So then, how do you decide if what she did/is doing is the right thing? She essentially had 3 basic options.
1) Continue to do her job. She puts her name on marriage licenses even though she does not believe that all of the marriages are honoring to God.
2) Resign from her job. She no longer believes that she can do her job without violating her deeply held convictions, so she resigns and lets someone else do it.
3) Take a stand (the option that she took). She refuses to issue the licenses because she believes that it is wrong, and tries to prevent anyone from being able to issue those licenses.
Are any of those necessarily wrong? Are any of them universally always right? I believe the answer to both of those are no. The situations that you will find yourself in are complex and there often are competing values in place. It takes wisdom, discernment and prayer to determine what the right way to go is.
Sometimes it is #1. You need to choose to unconditionally love the people who are doing something you disapprove of. Cross-cultural missionaries do this all the time. They are invited to a religious festival or service of a different religion. They choose to go because they want to build a relationship and are willing to be a part because love for the person trumps the desire to not participate in something that is distasteful in some way. I have participated in services for other religions and spent a lot of time praying for the people I was with. I have a friend who photographed a wedding that he/she didn’t believe was honoring to God. Again, because they valued the relationship with the people. This is not compromising truth. This is choosing to love someone rather than trying to tell non-Christians that they should behave like Christians.
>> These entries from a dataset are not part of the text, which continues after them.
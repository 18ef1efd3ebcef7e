use std::fmt;

use super::{
    BufferDesc, BufferId, Gfx, GfxError, GfxRef, ImageDesc, ImageId, PipelineDesc, PipelineId,
    SamplerDesc, SamplerId, ShaderDesc, ShaderId,
};

/// Id type that knows how to destroy the resource it names.
pub trait GfxId: Copy + Eq + fmt::Debug {
    const NONE: Self;
    const KIND: &'static str;

    fn destroy(self, gfx: &dyn Gfx);
}

macro_rules! impl_gfx_id {
    ($id:ty, $kind:literal, $destroy:ident) => {
        impl GfxId for $id {
            const NONE: Self = <$id>::INVALID;
            const KIND: &'static str = $kind;

            #[inline]
            fn destroy(self, gfx: &dyn Gfx) {
                gfx.$destroy(self);
            }
        }
    };
}

impl_gfx_id!(BufferId, "buffer", destroy_buffer);
impl_gfx_id!(ImageId, "image", destroy_image);
impl_gfx_id!(SamplerId, "sampler", destroy_sampler);
impl_gfx_id!(ShaderId, "shader", destroy_shader);
impl_gfx_id!(PipelineId, "pipeline", destroy_pipeline);

/// Owning handle to one GPU resource.
///
/// Dropping a valid handle destroys the resource exactly once. Handles are
/// move-only; `std::mem::take` moves the id out and leaves an invalid handle
/// behind. `release` gives the raw id back without destroying it.
pub struct Resource<I: GfxId> {
    id: I,
    gfx: Option<GfxRef>,
}

pub type Buffer = Resource<BufferId>;
pub type Image = Resource<ImageId>;
pub type Sampler = Resource<SamplerId>;
pub type Shader = Resource<ShaderId>;
pub type Pipeline = Resource<PipelineId>;

impl<I: GfxId> Resource<I> {
    /// Takes ownership of `id`. An invalid id produces an invalid handle.
    pub fn new(gfx: GfxRef, id: I) -> Self {
        Self { id, gfx: Some(gfx) }
    }

    #[inline]
    pub fn id(&self) -> I {
        self.id
    }

    #[inline]
    pub fn is_valid(&self) -> bool {
        self.id != I::NONE
    }

    /// Hands back the raw id; this handle becomes invalid and will not destroy it.
    #[must_use = "a released id is no longer destroyed automatically"]
    pub fn release(&mut self) -> I {
        std::mem::replace(&mut self.id, I::NONE)
    }

    /// Destroys the owned resource now and leaves this handle invalid.
    pub fn reset(&mut self) {
        drop(std::mem::take(self));
    }
}

impl<I: GfxId> Default for Resource<I> {
    fn default() -> Self {
        Self { id: I::NONE, gfx: None }
    }
}

impl<I: GfxId> Drop for Resource<I> {
    fn drop(&mut self) {
        if self.id == I::NONE {
            return;
        }
        if let Some(gfx) = self.gfx.as_deref() {
            self.id.destroy(gfx);
        }
    }
}

impl<I: GfxId> fmt::Debug for Resource<I> {
    fn fmt(&self, f: &mut fmt::Formatter<'_>) -> fmt::Result {
        f.debug_tuple("Resource").field(&self.id).finish()
    }
}

fn checked<I: GfxId>(gfx: &GfxRef, id: I, label: &str) -> Result<Resource<I>, GfxError> {
    if id == I::NONE {
        return Err(GfxError::creation(I::KIND, label));
    }
    Ok(Resource::new(gfx.clone(), id))
}

pub fn make_buffer(gfx: &GfxRef, desc: &BufferDesc) -> Result<Buffer, GfxError> {
    checked(gfx, gfx.make_buffer(desc), desc.label)
}

pub fn make_image(gfx: &GfxRef, desc: &ImageDesc<'_>) -> Result<Image, GfxError> {
    checked(gfx, gfx.make_image(desc), desc.label)
}

pub fn make_sampler(gfx: &GfxRef, desc: &SamplerDesc) -> Result<Sampler, GfxError> {
    checked(gfx, gfx.make_sampler(desc), desc.label)
}

pub fn make_shader(gfx: &GfxRef, desc: &ShaderDesc<'_>) -> Result<Shader, GfxError> {
    checked(gfx, gfx.make_shader(desc), desc.label)
}

pub fn make_pipeline(gfx: &GfxRef, desc: &PipelineDesc) -> Result<Pipeline, GfxError> {
    checked(gfx, gfx.make_pipeline(desc), desc.label)
}
//! Logger initialization over the `log` facade.

mod init;

pub use init::{init_logging, LoggingConfig, DEFAULT_FILTER};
Sometimes it is # 2. You are being asked to do something at your work that you do not believe honors God. So you quit. You don’t really have any ability or desire to fight the system and so you quietly step aside. This is not necessarily cowardly. You work for a company that practices shady ethics and you tell your boss that you won’t do it and you quit before he fires you. You are taking a stand but in a different way.
Sometimes it is #3. Sometimes the right thing to do is to stand in the face of injustice, immorality or evil and say that this will not stand. You would rather face significant consequences than let something go. Most injustices in the world are resolved initially because someone took a stand and refused to let injustice stand. The civil rights movement is full of such people like MLK Jr and Rosa Parks. Choosing this doesn’t mean that you crave attention or fame or that you are simply a troublemaker. You believe your cause is just so you will do anything to fight for it.
“Wait. Did you just compare Kim Davis to Rosa Parks?” (Rereads last paragraph) Nope, I didn’t. I just used it as an example of when taking a stand against the law is admirable. Whether or not what she did is admirable or right is still the question. “It’s the law of the land! How can she do this?” The law she is fighting became law, because people refused to accept the status quo. What she is doing is the same, at least in her mind. However, in choosing #3, you have to be ready to face the consequences. If you’re going to, for what you believe to be a noble cause, break the law, then be prepared to go to jail, pay a fine or whatever.
Her going to jail doesn’t mean that Christianity is now illegal, a bit of hyperbole from some aspiring presidential candidates. It means that to work in government, you will sometimes be put in situations where you will be asked to do something inconsistent with your values. That’s not just true in government jobs but other jobs as well and with friends. It can happen a lot. We live in a world and a country that does not share Christian values. (I don’t believe that it ever did, but that is a controversial post for another day.) We have to decide what kind of people we are going to be in that reality. How will we show the world that we love them and also point them to the truth of who God is and his gospel?
It’s not always going to be clear cut and obvious. It is far easier to judge someone else’s decision than to wrestle with the decisions that you face and will have to face. To answer the question you are wanting me to answer, I wouldn’t have done what she did. First, I’d never be county clerk. Second, if I were, I would have been putting my name on lots of marriage licenses for marriages that were not honoring to God before gay marriage became legal, what’s a few more? I would either have done number #1 and just prayed for every person and couple that came into my office, or #2 and I would have quietly and, hopefully without fanfare, step aside.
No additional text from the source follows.